Varias veces al año vemos cómo lanzan estadísticas realmente alarmantes mediante las cuales se da a conocer que cientos de niños son agredidos brutalmente por quienes se supone deberían de cuidarlos.
Cientos de veces, desde que tenemos memoria, las autoridades han hecho un llamado para que se detengan la violencia y las negligencias en los hogares, sin embargo, esto muchas veces no pasa de ser un mensaje vacío, porque lastimosamente no cala en la mente y los corazones de quienes precisamente fungen como agresores.
El problema es que, con el pasar del tiempo, este tipo de comportamientos anómalos se tornan más comunes de lo que usted y yo pensamos, o quizá simplemente con las redes sociales y la digitalización de los medios ahora dichas conductas se tornan más evidentes.
En algunos momentos se habló de más de 70 mil denuncias de menores agredidos en el año, pero temblamos de impotencia cuando nos ponemos a pensar cuántas agresiones no llegan a ser denunciadas, cuántos niños y adolescentes sufren en silencio.
Es difícil entender cómo las autoridades no optimizan sus recursos para poder detectar menores abandonados, golpeados, desnutridos y hasta con comportamientos que hacen pensar a quienes los ven que tienen poco aprecio por su vida o que son violentos con quienes los rodean.
Muchos otros miles sufren los vejámenes de la violencia dentro de sus propias casas, a manos de quienes se supone deben cuidarlos, amarlos y protegerlos. Las agresiones reportadas en el Patronato Nacional de la Infancia (PANI) son sexuales, físicas, psicológicas y parecen no detenerse.
Costa Rica debe sentir vergüenza, el país que se jacta de ser cuna de la paz, la solidaridad y la educación vive una epidemia de agresiones hacia la población infantil jamás registrada antes y eso sin contar las cifras ocultas por la falta de denuncia, ya sea debido a la complicidad de algunos o la miopía de las autoridades.

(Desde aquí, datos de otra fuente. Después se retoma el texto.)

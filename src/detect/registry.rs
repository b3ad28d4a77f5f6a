use std::collections::BTreeMap;
use std::fmt;
use std::sync::{Arc, Mutex};

use anyhow::{anyhow, Result};

use crate::detect::backend::DetectorBackend;
use crate::detect::result::Detection;
use crate::frame::Frame;

/// Long-lived handle to one loaded backend.
///
/// Cloning the handle shares the same model instance. Calls are serialized by the
/// inner `Mutex` because `DetectorBackend::detect` takes `&mut self`; pipelines
/// treat every `infer` call as independent.
#[derive(Clone)]
pub struct SharedDetector {
    name: &'static str,
    inner: Arc<Mutex<dyn DetectorBackend>>,
}

impl SharedDetector {
    pub fn new<B: DetectorBackend + 'static>(backend: B) -> Self {
        Self {
            name: backend.name(),
            inner: Arc::new(Mutex::new(backend)),
        }
    }

    pub fn name(&self) -> &'static str {
        self.name
    }

    pub fn infer(&self, frame: &Frame) -> Result<Vec<Detection>> {
        let mut guard = self
            .inner
            .lock()
            .map_err(|_| anyhow!("backend '{}' lock poisoned", self.name))?;
        guard.detect(frame)
    }

    pub fn labels(&self) -> Result<Vec<String>> {
        let guard = self
            .inner
            .lock()
            .map_err(|_| anyhow!("backend '{}' lock poisoned", self.name))?;
        Ok(guard.labels())
    }

    pub fn warm_up(&self) -> Result<()> {
        let mut guard = self
            .inner
            .lock()
            .map_err(|_| anyhow!("backend '{}' lock poisoned", self.name))?;
        guard.warm_up()
    }

    /// A backend is loaded as long as its lock has not been poisoned by a panic.
    pub fn is_loaded(&self) -> bool {
        !self.inner.is_poisoned()
    }
}

impl fmt::Debug for SharedDetector {
    fn fmt(&self, f: &mut fmt::Formatter<'_>) -> fmt::Result {
        f.debug_struct("SharedDetector")
            .field("name", &self.name)
            .finish()
    }
}

/// Registry of loaded detectors keyed by detection profile (e.g. "fire", "metal").
#[derive(Clone, Debug, Default)]
pub struct BackendRegistry {
    detectors: BTreeMap<String, SharedDetector>,
}

impl BackendRegistry {
    pub fn new() -> Self {
        Self::default()
    }

    /// Register a backend under a profile name, replacing any previous one.
    pub fn register<B: DetectorBackend + 'static>(&mut self, profile: &str, backend: B) {
        self.insert(profile, SharedDetector::new(backend));
    }

    /// Register an already shared detector. Several profiles may share one model.
    pub fn insert(&mut self, profile: &str, detector: SharedDetector) {
        self.detectors.insert(profile.to_string(), detector);
    }

    pub fn get(&self, profile: &str) -> Option<SharedDetector> {
        self.detectors.get(profile).cloned()
    }

    pub fn require(&self, profile: &str) -> Result<SharedDetector> {
        self.get(profile)
            .ok_or_else(|| anyhow!("no backend registered for profile '{}'", profile))
    }

    /// Profile names with the backend serving each.
    pub fn list(&self) -> Vec<(String, &'static str)> {
        self.detectors
            .iter()
            .map(|(profile, det)| (profile.clone(), det.name()))
            .collect()
    }

    /// True when at least one backend is registered and none is poisoned.
    pub fn all_loaded(&self) -> bool {
        !self.detectors.is_empty() && self.detectors.values().all(SharedDetector::is_loaded)
    }

    /// Warm every registered backend once.
    pub fn warm_up_all(&self) -> Result<()> {
        for (profile, det) in &self.detectors {
            det.warm_up()
                .map_err(|e| anyhow!("warm-up failed for profile '{}': {:#}", profile, e))?;
        }
        Ok(())
    }
}

#[cfg(test)]
mod tests {
    use super::*;
    use crate::detect::backends::StubBackend;
    use image::RgbImage;

    #[test]
    fn registry_resolves_profiles() {
        let mut registry = BackendRegistry::new();
        assert!(!registry.all_loaded());
        registry.register("fire", StubBackend::new());
        assert!(registry.all_loaded());
        assert_eq!(registry.list(), vec![("fire".to_string(), "stub")]);
        assert!(registry.get("fire").is_some());
        assert!(registry.require("metal").is_err());
    }

    #[test]
    fn shared_detector_is_usable_across_threads() {
        let det = SharedDetector::new(StubBackend::new());
        let handles: Vec<_> = (0..4)
            .map(|i| {
                let det = det.clone();
                std::thread::spawn(move || {
                    let frame = Frame::new(i, RgbImage::new(4, 4));
                    det.infer(&frame).map(|d| d.len())
                })
            })
            .collect();
        for h in handles {
            assert_eq!(h.join().unwrap().unwrap(), 0);
        }
    }
}
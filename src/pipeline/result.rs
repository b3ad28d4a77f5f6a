use chrono::{DateTime, Utc};
use serde::{Deserialize, Serialize};
use std::fmt;

use crate::detect::Detection;

/// Where a request's media came from.
#[derive(Clone, Copy, Debug, PartialEq, Eq, Serialize, Deserialize)]
pub enum SourceType {
    #[serde(rename = "camera-frame")]
    CameraFrame,
    #[serde(rename = "upload")]
    Upload,
}

impl SourceType {
    pub fn as_str(self) -> &'static str {
        match self {
            SourceType::CameraFrame => "camera-frame",
            SourceType::Upload => "upload",
        }
    }

    pub fn parse(value: &str) -> Option<Self> {
        match value {
            "camera-frame" => Some(SourceType::CameraFrame),
            "upload" => Some(SourceType::Upload),
            _ => None,
        }
    }
}

impl fmt::Display for SourceType {
    fn fmt(&self, f: &mut fmt::Formatter<'_>) -> fmt::Result {
        f.write_str(self.as_str())
    }
}

/// Request provenance recorded next to the result.
#[derive(Clone, Debug, PartialEq, Eq)]
pub struct Provenance {
    pub source_type: SourceType,
    pub subject_id: Option<String>,
    /// Client-declared file name of the upload.
    pub file_name: Option<String>,
    /// Detection profile that served the request.
    pub profile: String,
}

/// Aggregate outcome of one request.
#[derive(Clone, Debug, PartialEq)]
pub struct PipelineResult {
    /// Stable key of the log record and stem of the artifact file name.
    pub id: String,
    pub detections: Vec<Detection>,
    pub target_present: bool,
    pub max_confidence: f32,
    /// Persisted annotated image, present only when a target was found.
    pub artifact_ref: Option<String>,
    pub frames_sampled: u64,
    /// A target was found but the annotated image could not be produced.
    pub degraded: bool,
    pub message: String,
    pub created_at: DateTime<Utc>,
}
//! Detection pipeline.
//!
//! A request moves through these states, each logged at debug level with the
//! request id:
//!
//! `Validating -> Ingesting -> Sampling -> Inferring -> Aggregating -> Persisting
//! -> LogWriting -> Responding`, or `Failed` from any of them.
//!
//! The staged upload is removed on every exit path. The annotated artifact is
//! written only when a target was found, and removed again if the log write that
//! follows it fails. No log record is written for a failed or cancelled request.

mod cancel;
mod orchestrator;
mod result;

use std::fmt;

use crate::aggregate::TargetPolicy;
use crate::detect::SharedDetector;
use crate::frame::MediaKind;

pub use cancel::CancelToken;
pub use orchestrator::{Orchestrator, PipelineOutcome};
pub use result::{PipelineResult, Provenance, SourceType};

#[derive(Clone, Copy, Debug, PartialEq, Eq)]
pub enum PipelineState {
    Validating,
    Ingesting,
    Sampling,
    Inferring,
    Aggregating,
    Persisting,
    LogWriting,
    Responding,
    /// Terminal; carries the error code.
    Failed(&'static str),
}

impl fmt::Display for PipelineState {
    fn fmt(&self, f: &mut fmt::Formatter<'_>) -> fmt::Result {
        match self {
            PipelineState::Failed(code) => write!(f, "Failed({})", code),
            other => write!(f, "{:?}", other),
        }
    }
}

/// A detection use case: which model to ask and which labels matter.
#[derive(Clone, Debug)]
pub struct DetectionProfile {
    pub name: String,
    pub policy: TargetPolicy,
    pub detector: SharedDetector,
    /// Message recorded when a target is present.
    pub alert_message: String,
    /// Message recorded when nothing relevant was found.
    pub clear_message: String,
}

impl DetectionProfile {
    pub fn new(name: impl Into<String>, policy: TargetPolicy, detector: SharedDetector) -> Self {
        let name = name.into();
        Self {
            alert_message: format!("{} detected", name),
            clear_message: "safe".to_string(),
            name,
            policy,
            detector,
        }
    }

    pub fn with_messages(mut self, alert: impl Into<String>, clear: impl Into<String>) -> Self {
        self.alert_message = alert.into();
        self.clear_message = clear.into();
        self
    }
}

/// Media handed to the pipeline by a caller.
#[derive(Clone, Debug)]
pub struct PipelineRequest {
    /// Client-declared file name; its extension selects the decoder.
    pub file_name: String,
    pub content_type: Option<String>,
    pub bytes: Vec<u8>,
    pub kind: MediaKind,
    pub source_type: SourceType,
    pub subject_id: Option<String>,
}

impl PipelineRequest {
    pub fn image(file_name: impl Into<String>, bytes: Vec<u8>) -> Self {
        Self {
            file_name: file_name.into(),
            content_type: None,
            bytes,
            kind: MediaKind::Image,
            source_type: SourceType::CameraFrame,
            subject_id: None,
        }
    }

    pub fn video(file_name: impl Into<String>, bytes: Vec<u8>) -> Self {
        Self {
            file_name: file_name.into(),
            content_type: None,
            bytes,
            kind: MediaKind::Video,
            source_type: SourceType::Upload,
            subject_id: None,
        }
    }

    pub fn with_content_type(mut self, content_type: impl Into<String>) -> Self {
        self.content_type = Some(content_type.into());
        self
    }

    pub fn with_source_type(mut self, source_type: SourceType) -> Self {
        self.source_type = source_type;
        self
    }

    pub fn with_subject(mut self, subject_id: Option<String>) -> Self {
        self.subject_id = subject_id;
        self
    }
}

Todos los días en el Hospital Nacional de Niños atienden casos que dejan atónitos a los médicos y muestran la vulnerabilidad de esta población.
Por eso era tan importante darle curso al expediente 21.410 para que se establecieran sanciones a quienes usen métodos de tortura contra menores de edad, imponiéndoles penas de hasta 15 años a quienes las cometan.
Estos castigos aplicarían para quienes agredan a los menores con golpes que atenten contra su integridad, pero también para las acciones que afecten la dignidad humana, el desarrollo físico o la capacidad mental de los pequeños.
Pero vale ser muy claro, porque lastimosamente ahora ciertas personas les dicen a los niños que casi que sus padres ni siquiera les pueden llamar la atención, la idea de esta ley es que se haga pagar a los adultos que realmente hagan daño a los pequeños a su cargo.
Lo anterior porque lastimosamente en la actualidad algunos jóvenes y niños sienten que ya no se les puede corregir porque para ellos todo es una agresión e incluso en algunos casos amenazan a sus progenitores de forma constante con denunciarlos por maltrato.
Desde la Administración de Laura Chinchilla, se decretó epidemia nacional por agresiones a menores, el país buscaba una ruta de trabajo para mitigar el impacto de esas acciones, pero 10 años después todo sigue igual. Al parecer, de nada ha servido porque el mensaje no caló en aquellos seres humanos que disfrutan de meterse con los indefensos.
Ahora solo queda esperar que la iniciativa pase a manos del Poder Ejecutivo para que se convierta en ley de la República, a ver si acaso los agresores lo piensan más antes de actuar. Quizá la posibilidad de ir a purgar una pena de 15 años a la cárcel los detiene.
Tenemos que pensar como seres humanos, ¿qué estamos haciendo en esta vida? No podemos ser partícipes de ningún tipo de agresión en contra de menores de edad ni mucho menos cómplices o encubridores de nadie que perpetre semejantes actos, porque nadie tiene derecho a robarle la inocencia a los más pequeños de la casa.